:: DATA PROVIDED ::

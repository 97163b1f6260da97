//! Embedded schema migrations.

use sqlx::SqlitePool;
use thiserror::Error;
use tracing::info;

#[derive(Debug, Error)]
pub enum MigrationError {
    #[error("Failed to execute migration {version}: {source}")]
    ExecutionError {
        version: i64,
        #[source]
        source: sqlx::Error,
    },
    #[error("Failed to get schema version: {0}")]
    VersionCheckError(#[source] sqlx::Error),
}

#[derive(Debug, Clone)]
pub struct Migration {
    pub version: i64,
    pub description: &'static str,
    pub sql: &'static str,
}

pub struct Migrator {
    pool: SqlitePool,
}

impl Migrator {
    pub fn new(pool: SqlitePool) -> Self {
        Self { pool }
    }

    /// Apply every migration newer than the recorded schema version.
    /// Returns how many ran.
    pub async fn run_embedded_migrations(&self, migrations: &[Migration]) -> Result<usize, MigrationError> {
        self.ensure_migrations_table().await?;
        let current_version = self.current_version().await?;

        let mut applied = 0;
        for migration in migrations.iter().filter(|m| m.version > current_version) {
            self.apply_migration(migration).await?;
            info!(version = migration.version, description = migration.description, "migration applied");
            applied += 1;
        }
        Ok(applied)
    }

    async fn ensure_migrations_table(&self) -> Result<(), MigrationError> {
        sqlx::query(
            "CREATE TABLE IF NOT EXISTS schema_migrations (
                version INTEGER PRIMARY KEY,
                applied_at TEXT NOT NULL DEFAULT (datetime('now')),
                description TEXT
            )",
        )
        .execute(&self.pool)
        .await
        .map_err(|source| MigrationError::ExecutionError { version: 0, source })?;
        Ok(())
    }

    pub async fn current_version(&self) -> Result<i64, MigrationError> {
        let (version,): (i64,) = sqlx::query_as("SELECT COALESCE(MAX(version), 0) FROM schema_migrations")
            .fetch_one(&self.pool)
            .await
            .map_err(MigrationError::VersionCheckError)?;
        Ok(version)
    }

    async fn apply_migration(&self, migration: &Migration) -> Result<(), MigrationError> {
        let failed = |source| MigrationError::ExecutionError {
            version: migration.version,
            source,
        };

        let mut tx = self.pool.begin().await.map_err(failed)?;
        sqlx::raw_sql(migration.sql).execute(&mut *tx).await.map_err(failed)?;
        sqlx::query("INSERT INTO schema_migrations (version, description) VALUES (?, ?)")
            .bind(migration.version)
            .bind(migration.description)
            .execute(&mut *tx)
            .await
            .map_err(failed)?;
        tx.commit().await.map_err(failed)
    }
}

pub const MIGRATIONS: &[Migration] = &[Migration {
    version: 1,
    description: "Memory records",
    sql: include_str!("../../../migrations/001_memory_records.sql"),
}];

#[cfg(test)]
mod tests {
    use super::*;
    use crate::adapters::sqlite::create_test_pool;

    #[tokio::test]
    async fn test_migrations_run_once() {
        let pool = create_test_pool().await.unwrap();
        let migrator = Migrator::new(pool);

        assert_eq!(migrator.run_embedded_migrations(MIGRATIONS).await.unwrap(), 1);
        assert_eq!(migrator.run_embedded_migrations(MIGRATIONS).await.unwrap(), 0);
        assert_eq!(migrator.current_version().await.unwrap(), 1);
    }
}
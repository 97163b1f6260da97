//! End-to-end runs of the research graph over file-backed stores.

mod common;

use std::sync::Arc;

use brainstem::adapters::file::{JsonlMemoryRepository, YamlGraphRepository};
use brainstem::adapters::mock::MockCompletionClient;
use brainstem::domain::models::AuditAction;
use brainstem::{BrainController, DomainError, GraphRepository, MemoryQuery, MemoryStore, RunArchive, RunOutcome};
use common::{empty_completion, finding_completion, research_graph, temp_dir, FileStack};
use serde_json::json;

#[tokio::test]
async fn test_successful_run_persists_everything() {
    let dir = temp_dir();
    let stack = FileStack::open(dir.path()).await;
    let mut controller = stack.controller(finding_completion("Acme is in Paris")).await;

    let result = controller.run("Where is Acme?", None).await.unwrap();

    assert_eq!(result.outcome, RunOutcome::Success);
    assert_eq!(result.final_node, "success");
    assert_eq!(
        result.final_state.trail,
        vec!["intake", "research", "remember", "verify", "success"]
    );
    assert_eq!(result.final_data["findings"], json!("Acme sells anvils"));
    assert_eq!(result.final_data["sediment_written"], json!(1));
    assert_eq!(result.final_data["verification_passed"], json!(true));

    // memory
    let stats = stack.memory.stats().await;
    assert_eq!(stats.valid_records, 1);

    // audit trail and final state
    let audit = stack.archive.load_audit(result.run_id).await.unwrap();
    let executed: Vec<&str> = audit
        .iter()
        .filter(|e| e.action == AuditAction::NodeExecuted)
        .map(|e| e.node_id.as_str())
        .collect();
    assert_eq!(executed, vec!["intake", "research", "remember", "verify", "success"]);
    let final_state = stack.archive.load_final_state(result.run_id).await.unwrap().unwrap();
    assert_eq!(final_state.current_node, "success");
    assert!(final_state.audit.is_empty());

    // graph statistics
    let graph = stack.graph_repository.load().await.unwrap();
    assert_eq!(graph.edge("e_pass").unwrap().stats.success_count, 1);
    assert_eq!(graph.edge("e_retry").unwrap().stats.total(), 0);
}

#[tokio::test]
async fn test_second_run_dredges_and_flags_conflict() {
    let dir = temp_dir();
    let stack = FileStack::open(dir.path()).await;

    let mut first = stack.controller(finding_completion("Acme is in Paris")).await;
    first.run("Where is Acme?", None).await.unwrap();

    let mut second = stack.controller(finding_completion("Acme is in Berlin")).await;
    let result = second.run("Where is Acme now?", None).await.unwrap();

    assert_eq!(result.outcome, RunOutcome::Success);
    let prior = result.final_data["dredged_memory"]["prior"].as_str().unwrap();
    assert!(prior.contains("Acme is in Paris"), "dredged: {prior}");

    let conflicts = result.final_data["sediment_conflicts"].as_array().unwrap();
    assert_eq!(conflicts.len(), 1);
    assert!(conflicts[0].as_str().unwrap().contains("(Acme, located_in)"));
    assert_eq!(result.final_data["memory_conflicts"], result.final_data["sediment_conflicts"]);

    // flagged, not skipped: both versions stay valid
    assert_eq!(stack.memory.stats().await.valid_records, 2);
}

#[tokio::test]
async fn test_empty_findings_retry_then_escalate() {
    let dir = temp_dir();
    let stack = FileStack::open(dir.path()).await;
    let mut controller = stack.controller(empty_completion()).await;

    let result = controller.run("Where is Acme?", None).await.unwrap();

    assert_eq!(result.outcome, RunOutcome::Escalated);
    assert_eq!(result.final_node, "escalate");
    assert_eq!(result.final_state.counters.visits("research"), 2);
    assert_eq!(result.final_state.counters.retries("e_retry"), 1);
    assert!(result
        .final_state
        .signals
        .failures
        .iter()
        .any(|f| f.node_id == "verify"));

    let graph = stack.graph_repository.load().await.unwrap();
    let retry = graph.edge("e_retry").unwrap();
    assert_eq!(retry.stats.success_count, 1);
    assert_eq!(retry.stats.failure_count, 1);
    assert_eq!(graph.edge("e_escalate").unwrap().stats.success_count, 1);
}

#[tokio::test]
async fn test_memory_survives_reopen() {
    let dir = temp_dir();
    let stack = FileStack::open(dir.path()).await;
    let mut controller = stack.controller(finding_completion("Acme is in Paris")).await;
    controller.run("Where is Acme?", None).await.unwrap();

    let reopened = MemoryStore::open(Arc::new(JsonlMemoryRepository::new(stack.storage.memory_path())))
        .await
        .unwrap();
    let result = reopened.query(&MemoryQuery::new().with_text("paris")).await;
    assert_eq!(result.total_matches, 1);
    assert_eq!(result.records[0].node_id.as_deref(), Some("remember"));
}

#[tokio::test]
async fn test_invalid_graph_is_rejected_before_running() {
    let mut graph = research_graph();
    graph.start_node = "nowhere".to_string();
    let mut controller = BrainController::new(
        graph,
        Arc::new(MemoryStore::in_memory()),
        Arc::new(MockCompletionClient::new()),
    );

    let err = controller.run("anything", None).await.unwrap_err();
    assert!(matches!(err, DomainError::InvalidGraph(ref errors) if errors.iter().any(|e| e.contains("nowhere"))));
}

#[tokio::test]
async fn test_graph_round_trips_through_yaml() {
    let dir = temp_dir();
    let repository = YamlGraphRepository::new(dir.path().join("graph.yaml"));
    let mut graph = research_graph();
    graph.record_edge_outcome("e_intake", true);
    graph.update_relationship_weight("research", "verify", 0.25, "verify keeps rejecting thin research");

    repository.save(&graph).await.unwrap();
    assert_eq!(repository.load().await.unwrap(), graph);
}
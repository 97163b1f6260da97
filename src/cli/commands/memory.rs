//! Memory CLI commands.

use anyhow::{Context, Result};
use clap::{Args, Subcommand};
use serde::Serialize;
use uuid::Uuid;

use super::open_memory;
use crate::cli::output::{output, short_id, table, truncate, CommandOutput};
use crate::domain::models::{Config, MemoryQuery, MemoryRecord, MemoryStats};
use crate::services::MemoryStore;

#[derive(Args, Debug)]
pub struct MemoryArgs {
    #[command(subcommand)]
    pub command: MemoryCommands,
}

#[derive(Subcommand, Debug)]
pub enum MemoryCommands {
    /// Search currently valid records
    Query {
        /// Case-insensitive text to search for
        #[arg(short, long)]
        text: Option<String>,
        /// Triplet subject filter (repeatable)
        #[arg(short, long)]
        subject: Vec<String>,
        /// Triplet predicate filter (repeatable)
        #[arg(short, long)]
        predicate: Vec<String>,
        /// Maximum records to show
        #[arg(short, long, default_value = "10")]
        limit: usize,
    },
    /// Show record counts
    Stats,
    /// Close a record's validity window
    Invalidate {
        /// Record ID
        record_id: Uuid,
    },
    /// Show lessons learned from past runs
    Lessons {
        #[arg(short, long, default_value = "10")]
        limit: usize,
    },
}

#[derive(Debug, Serialize)]
pub struct RecordListOutput {
    pub records: Vec<MemoryRecord>,
    pub total_matches: usize,
}

impl CommandOutput for RecordListOutput {
    fn to_human(&self) -> String {
        if self.records.is_empty() {
            return "No memories found.".to_string();
        }

        let mut records = table(&["ID", "Kind", "Fact", "Confidence", "Valid from", "Node"]);
        for record in &self.records {
            records.add_row(vec![
                short_id(&record.record_id),
                record.fact.kind.as_str().to_string(),
                truncate(&record.fact.text, 60),
                format!("{:.2}", record.fact.confidence),
                record.valid_from.format("%Y-%m-%d %H:%M:%S").to_string(),
                record.node_id.clone().unwrap_or_else(|| "-".to_string()),
            ]);
        }

        format!(
            "{records}\nShowing {} of {} match(es)",
            self.records.len(),
            self.total_matches
        )
    }
}

#[derive(Debug, Serialize)]
pub struct StatsOutput {
    #[serde(flatten)]
    pub stats: MemoryStats,
}

impl CommandOutput for StatsOutput {
    fn to_human(&self) -> String {
        let mut lines = vec![
            format!("Total records:   {}", self.stats.total_records),
            format!("Valid records:   {}", self.stats.valid_records),
            format!("Unique subjects: {}", self.stats.unique_subjects),
        ];
        if !self.stats.by_kind.is_empty() {
            lines.push("By kind:".to_string());
            lines.extend(self.stats.by_kind.iter().map(|(kind, count)| format!("  {kind:<12} {count}")));
        }
        lines.join("\n")
    }
}

#[derive(Debug, Serialize)]
pub struct InvalidateOutput {
    pub record_id: Uuid,
    pub invalidated: bool,
}

impl CommandOutput for InvalidateOutput {
    fn to_human(&self) -> String {
        if self.invalidated {
            format!("Invalidated record {}", self.record_id)
        } else {
            format!("Record {} was already invalid", self.record_id)
        }
    }
}

pub async fn execute(args: MemoryArgs, config: &Config, json_mode: bool) -> Result<()> {
    let store = open_memory(config).await?;
    run(args.command, &store, json_mode).await
}

async fn run(command: MemoryCommands, store: &MemoryStore, json_mode: bool) -> Result<()> {
    match command {
        MemoryCommands::Query {
            text,
            subject,
            predicate,
            limit,
        } => {
            let query = MemoryQuery {
                text_search: text,
                subjects: subject,
                predicates: predicate,
                limit,
                ..MemoryQuery::default()
            };
            let result = store.query(&query).await;
            output(
                &RecordListOutput {
                    records: result.records,
                    total_matches: result.total_matches,
                },
                json_mode,
            );
        }
        MemoryCommands::Stats => {
            output(&StatsOutput { stats: store.stats().await }, json_mode);
        }
        MemoryCommands::Invalidate { record_id } => {
            let invalidated = store
                .invalidate(record_id)
                .await
                .with_context(|| format!("Failed to invalidate {record_id}"))?;
            output(&InvalidateOutput { record_id, invalidated }, json_mode);
        }
        MemoryCommands::Lessons { limit } => {
            let records = store.lessons(limit).await;
            let total_matches = records.len();
            output(&RecordListOutput { records, total_matches }, json_mode);
        }
    }
    Ok(())
}

#[cfg(test)]
mod tests {
    use super::*;
    use crate::domain::models::{ConflictPolicy, Fact};

    #[tokio::test]
    async fn test_invalidate_unknown_record_fails() {
        let store = MemoryStore::in_memory();
        let command = MemoryCommands::Invalidate {
            record_id: Uuid::new_v4(),
        };
        let err = run(command, &store, true).await.unwrap_err();
        assert!(err.to_string().contains("Failed to invalidate"));
    }

    #[tokio::test]
    async fn test_invalidate_then_stats() {
        let store = MemoryStore::in_memory();
        let outcome = store
            .write(vec![Fact::new("Acme is in Paris")], None, None, ConflictPolicy::Skip)
            .await
            .unwrap();

        run(MemoryCommands::Invalidate { record_id: outcome.written[0] }, &store, true)
            .await
            .unwrap();

        let stats = store.stats().await;
        assert_eq!(stats.total_records, 1);
        assert_eq!(stats.valid_records, 0);
    }

    #[test]
    fn test_record_table() {
        let record = MemoryRecord::new(Fact::new("Acme makes anvils"), None, Some("research".to_string()));
        let rendered = RecordListOutput {
            records: vec![record],
            total_matches: 3,
        }
        .to_human();
        assert!(rendered.contains("Acme makes anvils"));
        assert!(rendered.contains("Showing 1 of 3 match(es)"));
    }
}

:::

## WHAT YOU SHOULD DO:
From the records above, retype only the lines starting at the line that contains "and final state" and ending at the line that contains "assert!(final_state.audit.is_empty());", both included.

## OUTPUT FOR THIS EXERCISE:
    // audit trail and final state
    let audit = stack.archive.load_audit(result.run_id).await.unwrap();
    let executed: Vec<&str> = audit
        .iter()
        .filter(|e| e.action == AuditAction::NodeExecuted)
        .map(|e| e.node_id.as_str())
        .collect();
    assert_eq!(executed, vec!["intake", "research", "remember", "verify", "success"]);
    let final_state = stack.archive.load_final_state(result.run_id).await.unwrap().unwrap();
    assert_eq!(final_state.current_node, "success");
    assert!(final_state.audit.is_empty());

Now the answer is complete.